- Reign: 1996–present
- Predecessor: Oba Joseph Moronfoye Olayode
- Successor: Incumbent
- Born: Abdulwahab Oyewale Oyetoro
- Occupation: Traditional ruler

= Abdulwahab Oyewale Oyetoro =

Oba Abdulwahab Oyewale Oyetoro is a Nigerian traditional ruler and the Onira of Ira, the traditional ruler of Ira in Oyun Local Government Area of Kwara State, Nigeria.
Oyetoro ascended the throne in the 1990s and marked 30 years on the throne in 2026. He succeeded Oba Joseph Moronfoye Olayode as the traditional ruler of Ira.

== Reign ==
In February 2013, Oyetoro joined traditional rulers from Oyun Local Government Area on a peace visit to Offa and Erin-Ile following violence between the communities. At the palace of the Olofa of Offa, he called for peace and expressed sympathy for families affected by the violence.

In 2017, he served as chief host of the final of the inaugural Rashidi Yekini Under-13 Football Championship held in Ira.
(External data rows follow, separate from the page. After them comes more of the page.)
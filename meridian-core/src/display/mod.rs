//! Display frame composition
//!
//! Frames are composed completely in memory and only then committed to
//! the display, so a half-written frame is never visible.

pub mod frame;
pub mod symbol;

pub use frame::{
    compose, compose_fault, compose_no_signal, compose_offset, compose_time, split_digits,
    DisplayBuffer,
};
pub use symbol::Symbol;
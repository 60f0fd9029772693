//! SPI bus implementations

mod bitbang;

pub use bitbang::BitBangSpi;
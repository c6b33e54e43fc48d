//! SOCKS5 proxy dialer
//!
//! Connects to a SOCKS5 proxy, negotiates the "no authentication" method and
//! asks the proxy to CONNECT to the target. Once the proxy has replied the
//! stream carries raw target traffic.
//!
//! A reply saying the target itself could not be reached is a connection
//! error, the same as on a direct dial. Anything else that goes wrong with
//! the proxy is a proxy error.

use super::{Dialer, SocketOpts, TargetAddr};
use crate::config::TcpConfig;
use crate::error::{Result, SockcatError};
use async_socks5::UnsuccessfulReply;
use async_trait::async_trait;
use std::time::Duration;
use tokio::net::TcpStream;
use tracing::debug;

/// Dialer that tunnels through a SOCKS5 proxy
#[derive(Debug, Clone)]
pub struct Socks5Dialer {
    /// Proxy endpoint (host:port)
    proxy: String,
    /// Socket options to apply to the proxy connection
    socket_opts: SocketOpts,
    /// Bound for proxy connect plus handshake
    connect_timeout: Duration,
}

impl Socks5Dialer {
    /// Create a SOCKS5 dialer for the given proxy
    pub fn new(proxy: impl Into<String>, config: &TcpConfig) -> Self {
        Socks5Dialer {
            proxy: proxy.into(),
            socket_opts: SocketOpts::from_tcp_config(config),
            connect_timeout: config.connect_timeout(),
        }
    }

    async fn handshake(&self, target: &TargetAddr) -> Result<TcpStream> {
        let mut stream = TcpStream::connect(self.proxy.as_str())
            .await
            .map_err(|e| SockcatError::Proxy(format!("cannot reach {}: {}", self.proxy, e)))?;

        self.socket_opts.apply_or_warn(&stream);
        debug!("Connected to SOCKS5 proxy {}", self.proxy);

        // No credentials: only the "no authentication" method is offered.
        let bound = async_socks5::connect(&mut stream, target.to_socks_addr(), None)
            .await
            .map_err(|e| handshake_error(&self.proxy, target, e))?;

        debug!("SOCKS5 tunnel to {} established (bound {:?})", target, bound);

        Ok(stream)
    }
}

/// Sort a failed negotiation into target-side and proxy-side errors
fn handshake_error(proxy: &str, target: &TargetAddr, err: async_socks5::Error) -> SockcatError {
    match err {
        async_socks5::Error::Response(
            reply @ (UnsuccessfulReply::NetworkUnreachable
            | UnsuccessfulReply::HostUnreachable
            | UnsuccessfulReply::ConnectionRefused
            | UnsuccessfulReply::TtlExpired),
        ) => SockcatError::Connection(format!("{} via {}: {:?}", target, proxy, reply)),
        err => SockcatError::Proxy(format!("{} refused CONNECT to {}: {}", proxy, target, err)),
    }
}

#[async_trait]
impl Dialer for Socks5Dialer {
    fn name(&self) -> &'static str {
        "socks5"
    }

    async fn dial(&self, target: &TargetAddr) -> Result<TcpStream> {
        tokio::time::timeout(self.connect_timeout, self.handshake(target))
            .await
            .map_err(|_| {
                SockcatError::Timeout(format!(
                    "no SOCKS5 tunnel to {} via {} within {:?}",
                    target, self.proxy, self.connect_timeout
                ))
            })?
    }
}
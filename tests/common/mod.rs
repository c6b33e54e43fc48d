//! Test utilities and mocks for Sockcat
//!
//! This module provides common test utilities used across integration tests.

#![allow(dead_code)]

use std::io;
use std::net::SocketAddr;
use tokio::io::{duplex, AsyncReadExt, AsyncWriteExt, DuplexStream};
use tokio::net::{TcpListener, TcpStream};
use tokio::sync::mpsc;
use tokio::task::JoinHandle;

/// SOCKS5 protocol version
pub const SOCKS5_VERSION: u8 = 0x05;
/// No authentication required
pub const SOCKS5_AUTH_METHOD_NONE: u8 = 0x00;
/// No acceptable methods
pub const SOCKS5_AUTH_METHOD_NOT_ACCEPTABLE: u8 = 0xFF;
/// TCP CONNECT command
pub const SOCKS5_CMD_TCP_CONNECT: u8 = 0x01;
/// IPv4 address
pub const SOCKS5_ADDR_TYPE_IPV4: u8 = 0x01;
/// Domain name
pub const SOCKS5_ADDR_TYPE_DOMAIN: u8 = 0x03;
/// IPv6 address
pub const SOCKS5_ADDR_TYPE_IPV6: u8 = 0x04;
/// Connection refused
pub const SOCKS5_REPLY_CONNECTION_REFUSED: u8 = 0x05;

/// Banner the mock proxy sends once the tunnel is up
pub const PROXY_BANNER: &[u8] = b"hello via proxy\n";

/// Create a pair of connected duplex streams standing in for the console
pub fn create_console_pair() -> (DuplexStream, DuplexStream) {
    duplex(8192)
}

/// Create a console line queue the test can feed directly
pub fn create_line_queue() -> (mpsc::Sender<Vec<u8>>, mpsc::Receiver<Vec<u8>>) {
    mpsc::channel(sockcat::helper::LINE_QUEUE_DEPTH)
}

/// Create a test TCP listener on an available port
pub async fn create_test_listener() -> (TcpListener, SocketAddr) {
    let listener = TcpListener::bind("127.0.0.1:0").await.unwrap();
    let addr = listener.local_addr().unwrap();
    (listener, addr)
}

/// An address on which nothing is listening
pub async fn unused_addr() -> SocketAddr {
    let (listener, addr) = create_test_listener().await;
    drop(listener);
    addr
}

/// How the mock proxy answers
#[derive(Debug, Clone, Copy, PartialEq, Eq)]
pub enum ProxyBehavior {
    /// Accept "no auth", grant CONNECT, send a banner, then echo
    Grant,
    /// Refuse every offered authentication method
    RejectMethods,
    /// Accept "no auth" but answer CONNECT with "connection refused"
    RefuseConnect,
}

/// What the mock proxy saw from the client
#[derive(Debug, Clone, Default, PartialEq, Eq)]
pub struct ProxyRecord {
    /// Methods offered in the greeting
    pub methods: Vec<u8>,
    /// Command byte of the request, if one was sent
    pub command: Option<u8>,
    /// Address type of the request
    pub addr_type: Option<u8>,
    /// Raw address bytes (without the length prefix for domains)
    pub addr: Vec<u8>,
    /// Requested port
    pub port: u16,
}

/// Spawn a single-shot SOCKS5 proxy on loopback
pub async fn spawn_mock_proxy(
    behavior: ProxyBehavior,
) -> (SocketAddr, JoinHandle<io::Result<ProxyRecord>>) {
    let (listener, addr) = create_test_listener().await;
    let handle = tokio::spawn(async move {
        let (mut socket, _) = listener.accept().await?;
        serve_socks5(&mut socket, behavior).await
    });
    (addr, handle)
}

async fn serve_socks5(socket: &mut TcpStream, behavior: ProxyBehavior) -> io::Result<ProxyRecord> {
    let mut record = ProxyRecord::default();

    let mut head = [0u8; 2];
    socket.read_exact(&mut head).await?;
    assert_eq!(head[0], SOCKS5_VERSION);
    record.methods = vec![0u8; head[1] as usize];
    socket.read_exact(&mut record.methods).await?;

    if behavior == ProxyBehavior::RejectMethods {
        socket
            .write_all(&[SOCKS5_VERSION, SOCKS5_AUTH_METHOD_NOT_ACCEPTABLE])
            .await?;
        return Ok(record);
    }
    socket
        .write_all(&[SOCKS5_VERSION, SOCKS5_AUTH_METHOD_NONE])
        .await?;

    let mut request = [0u8; 4];
    socket.read_exact(&mut request).await?;
    record.command = Some(request[1]);
    record.addr_type = Some(request[3]);
    record.addr = match request[3] {
        SOCKS5_ADDR_TYPE_IPV4 => read_vec(socket, 4).await?,
        SOCKS5_ADDR_TYPE_IPV6 => read_vec(socket, 16).await?,
        SOCKS5_ADDR_TYPE_DOMAIN => {
            let len = socket.read_u8().await? as usize;
            read_vec(socket, len).await?
        }
        other => panic!("unexpected address type {}", other),
    };
    record.port = socket.read_u16().await?;

    let status = match behavior {
        ProxyBehavior::RefuseConnect => SOCKS5_REPLY_CONNECTION_REFUSED,
        _ => 0x00,
    };
    socket
        .write_all(&[
            SOCKS5_VERSION,
            status,
            0x00,
            SOCKS5_ADDR_TYPE_IPV4,
            127,
            0,
            0,
            1,
            0,
            0,
        ])
        .await?;
    if status != 0x00 {
        return Ok(record);
    }

    // Echo until the client goes away; a reset counts as going away.
    if socket.write_all(PROXY_BANNER).await.is_err() {
        return Ok(record);
    }
    let mut buf = [0u8; 1024];
    loop {
        match socket.read(&mut buf).await {
            Ok(0) | Err(_) => break,
            Ok(n) => {
                if socket.write_all(&buf[..n]).await.is_err() {
                    break;
                }
            }
        }
    }

    Ok(record)
}

async fn read_vec(socket: &mut TcpStream, len: usize) -> io::Result<Vec<u8>> {
    let mut buf = vec![0u8; len];
    socket.read_exact(&mut buf).await?;
    Ok(buf)
}

#[cfg(test)]
mod tests {
    use super::*;

    #[tokio::test]
    async fn test_create_console_pair() {
        let (mut a, mut b) = create_console_pair();

        a.write_all(b"hello").await.unwrap();
        let mut buf = [0u8; 5];
        b.read_exact(&mut buf).await.unwrap();
        assert_eq!(&buf, b"hello");
    }

    #[tokio::test]
    async fn test_create_test_listener() {
        let (listener, addr) = create_test_listener().await;
        assert!(addr.port() > 0);
        drop(listener);
    }
}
He watched the final alongside other traditional rulers and used the occasion to call for the development of sporting facilities in Ira.
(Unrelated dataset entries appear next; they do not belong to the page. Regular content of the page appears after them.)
//! Transport module for Sockcat
//!
//! This module provides the dialer abstraction used by the `connect`
//! subcommand and its implementations (direct TCP, SOCKS5 proxy).

mod addr;
mod socks5;
mod tcp;

pub use addr::TargetAddr;
pub use socks5::Socks5Dialer;
pub use tcp::DirectDialer;

use crate::config::{ConnectConfig, TcpConfig};
use crate::error::Result;
use async_trait::async_trait;
use std::fmt::Debug;
use std::time::Duration;
use tokio::net::TcpStream;

/// Socket options for configuring connections
#[derive(Debug, Clone)]
pub struct SocketOpts {
    /// Enable TCP_NODELAY
    pub nodelay: bool,
    /// TCP keepalive timeout
    pub keepalive_secs: Option<u64>,
    /// TCP keepalive interval
    pub keepalive_interval: Option<u64>,
}

impl Default for SocketOpts {
    fn default() -> Self {
        SocketOpts::from_tcp_config(&TcpConfig::default())
    }
}

impl SocketOpts {
    /// Create socket options from TCP config
    pub fn from_tcp_config(config: &TcpConfig) -> Self {
        SocketOpts {
            nodelay: config.nodelay,
            keepalive_secs: Some(config.keepalive_secs),
            keepalive_interval: Some(config.keepalive_interval),
        }
    }

    /// Apply socket options to a TCP stream
    pub fn apply(&self, stream: &TcpStream) -> std::io::Result<()> {
        stream.set_nodelay(self.nodelay)?;

        if let (Some(timeout), Some(interval)) = (self.keepalive_secs, self.keepalive_interval) {
            let socket = socket2::SockRef::from(stream);
            let keepalive = socket2::TcpKeepalive::new()
                .with_time(Duration::from_secs(timeout))
                .with_interval(Duration::from_secs(interval));
            socket.set_tcp_keepalive(&keepalive)?;
        }

        Ok(())
    }

    /// Apply socket options, logging instead of failing
    pub fn apply_or_warn(&self, stream: &TcpStream) {
        if let Err(e) = self.apply(stream) {
            tracing::warn!("Failed to apply socket options: {}", e);
        }
    }
}

/// Dialer trait for outbound connections
///
/// Implementations produce a plain [`TcpStream`] that carries raw traffic
/// to the target, whatever happened on the way there.
#[async_trait]
pub trait Dialer: Debug + Send + Sync {
    /// Short name for logging
    fn name(&self) -> &'static str;

    /// Open a connection to the target
    async fn dial(&self, target: &TargetAddr) -> Result<TcpStream>;
}

/// Create a dialer based on configuration
pub fn create_dialer(config: &ConnectConfig) -> Box<dyn Dialer> {
    match &config.proxy {
        Some(proxy) => Box::new(Socks5Dialer::new(proxy.clone(), &config.tcp)),
        None => Box::new(DirectDialer::new(&config.tcp)),
    }
}
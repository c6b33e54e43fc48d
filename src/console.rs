//! Console input worker
//!
//! Reads newline-terminated lines from a blocking source and hands them to
//! the relay. Console reads cannot be cancelled, so the worker runs on its
//! own OS thread instead of the runtime's blocking pool; it is left behind
//! when the process exits and never holds up runtime shutdown.

use crate::helper::LINE_QUEUE_DEPTH;
use std::io::{self, BufRead, BufReader};
use tokio::sync::mpsc;
use tracing::{debug, error};

/// Receiving end of the console line queue
pub type LineReceiver = mpsc::Receiver<Vec<u8>>;

/// Start a worker thread reading lines from `reader`
///
/// Each delivered buffer holds one line including its `\n`. End of input
/// counts as a read failure: it is logged, and bytes left without a
/// terminator are dropped. The queue closes when the source ends or fails,
/// or when the receiver is dropped.
pub fn spawn_line_reader<R>(reader: R) -> io::Result<LineReceiver>
where
    R: BufRead + Send + 'static,
{
    let (tx, rx) = mpsc::channel(LINE_QUEUE_DEPTH);
    std::thread::Builder::new()
        .name("console-input".to_string())
        .spawn(move || read_lines(reader, tx))?;
    Ok(rx)
}

/// Start a worker thread reading lines from the process's standard input
pub fn spawn_stdin_reader() -> io::Result<LineReceiver> {
    spawn_line_reader(BufReader::new(io::stdin()))
}

fn read_lines<R: BufRead>(mut reader: R, tx: mpsc::Sender<Vec<u8>>) {
    loop {
        let mut line = Vec::new();
        match reader.read_until(b'\n', &mut line) {
            Ok(n) if n == 0 || !line.ends_with(b"\n") => {
                error!("Error reading input: EOF");
                if n > 0 {
                    debug!("Dropping {} unterminated bytes", n);
                }
                break;
            }
            Ok(_) => {
                if tx.blocking_send(line).is_err() {
                    debug!("Relay finished, dropping console input");
                    break;
                }
            }
            Err(e) => {
                error!("Error reading input: {}", e);
                break;
            }
        }
    }
}
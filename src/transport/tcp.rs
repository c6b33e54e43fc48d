//! Direct TCP dialer
//!
//! Opens plain TCP connections to the target.

use super::{Dialer, SocketOpts, TargetAddr};
use crate::config::TcpConfig;
use crate::error::{Result, SockcatError};
use async_trait::async_trait;
use std::time::Duration;
use tokio::net::TcpStream;

/// Dialer for direct connections
#[derive(Debug, Clone)]
pub struct DirectDialer {
    /// Socket options to apply to connections
    socket_opts: SocketOpts,
    /// Connection timeout
    connect_timeout: Duration,
}

impl DirectDialer {
    /// Create a direct dialer from TCP config
    pub fn new(config: &TcpConfig) -> Self {
        DirectDialer {
            socket_opts: SocketOpts::from_tcp_config(config),
            connect_timeout: config.connect_timeout(),
        }
    }
}

#[async_trait]
impl Dialer for DirectDialer {
    fn name(&self) -> &'static str {
        "direct"
    }

    async fn dial(&self, target: &TargetAddr) -> Result<TcpStream> {
        let stream = tokio::time::timeout(self.connect_timeout, connect(target))
            .await
            .map_err(|_| {
                SockcatError::Timeout(format!(
                    "no connection to {} within {:?}",
                    target, self.connect_timeout
                ))
            })?
            .map_err(|e| SockcatError::Connection(format!("{}: {}", target, e)))?;

        self.socket_opts.apply_or_warn(&stream);

        tracing::debug!("TCP connection established to {}", target);

        Ok(stream)
    }
}

async fn connect(target: &TargetAddr) -> std::io::Result<TcpStream> {
    match target {
        TargetAddr::Ip(addr) => TcpStream::connect(addr).await,
        TargetAddr::Domain(domain, port) => TcpStream::connect((domain.as_str(), *port)).await,
    }
}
The Kwara State Government listed Oyetoro among the traditional rulers present at the presentation of the staff of office to Oba Jimoh Adesoye Adebowale Adetona, the Elerin of Erin-Ile, in October 2024.

== Community and cultural activities ==
In 2018, the Ibolo Peace Parley visited the palace of the Onira as part of its engagements with traditional rulers across Ibolo communities. Oyetoro supported the initiative and urged the group to promote peace, unity and development among the communities. He also called for attention to economic development and the revival of industries in the area.

In 2025, he addressed indigenes of Ira living in Ilorin during a familiarisation meeting, urging them to remain connected to their hometown and contribute to its development

== Relationship with Rashidi Yekini's legacy ==
Oyetoro played a role in the community's efforts to honour the Nigerian footballer Rashidi Yekini, who was from Ira.

Following Yekini's death in May 2012, the Nigeria Football Federation delegation visited the palace of the Onira during the eighth-day prayer for the footballer. Oyetoro welcomed the delegation and called for the Federal Government to name a national monument after Yekini.

In 2017, Oyetoro served as chief host of the first Rashidi Yekini Under-13 Football Championship in Ira. The tournament was organised as part of efforts to honour Yekini's legacy and encourage young footballers.